Instructions to follow:
Show all lines of the listing that hold the word "implies".

• • • • • • •

use super::{VariableSpace, CANONICAL_SLOT, SENTINEL_SLOT};
use crate::{formula::Formula, koa::Position};
use anyhow::Result;
use std::fmt::Display;

/// The way a symbol is entered in a sequence of symbols.
#[derive(Clone, Copy, Debug, PartialEq, Eq, PartialOrd, Ord, Hash)]
pub enum Predecessor {
    /// The symbol is the first one of the sentence: it is entered from the source.
    Source,
    /// The symbol follows the first symbol of the sentence (given by its id), which is in its canonical slot.
    Canonical(usize),
    /// The symbol follows an inner symbol (given by its id), which may be in any slot.
    AnySlot(usize),
}

impl Display for Predecessor {
    fn fmt(&self, f: &mut std::fmt::Formatter<'_>) -> std::fmt::Result {
        match self {
            Predecessor::Source => write!(f, "src"),
            Predecessor::Canonical(id) => write!(f, "#{}@{}", id, CANONICAL_SLOT),
            Predecessor::AnySlot(id) => write!(f, "#{}", id),
        }
    }
}

/// The way a symbol is left in a sequence of symbols.
#[derive(Clone, Copy, Debug, PartialEq, Eq, PartialOrd, Ord, Hash)]
pub enum Successor {
    /// The symbol is followed by another one (given by its id), in any slot.
    Symbol(usize),
    /// The symbol is the last one of the sentence.
    Sink,
}

pub(crate) fn edge(
    space: &VariableSpace,
    from: Position,
    from_slot: usize,
    to: Position,
    to_slot: usize,
) -> Result<Formula> {
    Ok(Formula::var(space.edge_var(from, from_slot, to, to_slot)?))
}

/// `src -> (c, 1)`
pub(crate) fn canonical_source_edge(space: &VariableSpace, c: usize) -> Result<Formula> {
    edge(
        space,
        Position::Source,
        SENTINEL_SLOT,
        Position::Symbol(c),
        CANONICAL_SLOT,
    )
}

/// `(c, k) -> snk`
pub(crate) fn sink_edge(space: &VariableSpace, c: usize, k: usize) -> Result<Formula> {
    edge(
        space,
        Position::Symbol(c),
        k,
        Position::Sink,
        SENTINEL_SLOT,
    )
}

fn or_over<I, F>(iter: I, f: F) -> Result<Formula>
where
    I: Iterator,
    F: Fn(I::Item) -> Result<Formula>,
{
    Ok(Formula::or(iter.map(f).collect::<Result<Vec<_>>>()?))
}

/// `⋁_j (c1, 1) -> (c2, j)`
pub(crate) fn canonical_pair(space: &VariableSpace, c1: usize, c2: usize) -> Result<Formula> {
    or_over(space.slots(), |j| {
        edge(
            space,
            Position::Symbol(c1),
            CANONICAL_SLOT,
            Position::Symbol(c2),
            j,
        )
    })
}

/// `⋁_{k1, k2} (c1, k1) -> (c2, k2)`
pub(crate) fn any_slot_pair(space: &VariableSpace, c1: usize, c2: usize) -> Result<Formula> {
    or_over(space.slots(), |k1| {
        or_over(space.slots(), |k2| {
            edge(space, Position::Symbol(c1), k1, Position::Symbol(c2), k2)
        })
    })
}

/// `⋁_k (c, k) -> snk`
pub(crate) fn any_slot_to_sink(space: &VariableSpace, c: usize) -> Result<Formula> {
    or_over(space.slots(), |k| sink_edge(space, c, k))
}

/// The formula stating an edge enters `(c2, k2)` from the predecessor.
fn incoming(space: &VariableSpace, pred: Predecessor, c2: usize, k2: usize) -> Result<Formula> {
    let to = Position::Symbol(c2);
    match pred {
        Predecessor::Source => edge(space, Position::Source, SENTINEL_SLOT, to, k2),
        Predecessor::Canonical(c1) => edge(space, Position::Symbol(c1), CANONICAL_SLOT, to, k2),
        Predecessor::AnySlot(c1) => or_over(space.slots(), |k1| {
            edge(space, Position::Symbol(c1), k1, to, k2)
        }),
    }
}

/// The formula stating an edge leaves `(c2, k2)` to the successor.
fn outgoing(space: &VariableSpace, c2: usize, k2: usize, succ: Successor) -> Result<Formula> {
    match succ {
        Successor::Symbol(c3) => or_over(space.slots(), |k3| {
            edge(space, Position::Symbol(c2), k2, Position::Symbol(c3), k3)
        }),
        Successor::Sink => sink_edge(space, c2, k2),
    }
}

/// For each slot `k2` of `c2`, entering `(c2, k2)` from the predecessor implies leaving it to the successor.
pub(crate) fn continuity(
    space: &VariableSpace,
    pred: Predecessor,
    c2: usize,
    succ: Successor,
) -> Result<Formula> {
    let implications = space
        .slots()
        .map(|k2| {
            Ok(Formula::implies(
                incoming(space, pred, c2, k2)?,
                outgoing(space, c2, k2, succ)?,
            ))
        })
        .collect::<Result<Vec<_>>>()?;
    Ok(Formula::and(implications))
}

• • • • • • •

Task output:
/// For each slot `k2` of `c2`, entering `(c2, k2)` from the predecessor implies leaving it to the successor.
            Ok(Formula::implies(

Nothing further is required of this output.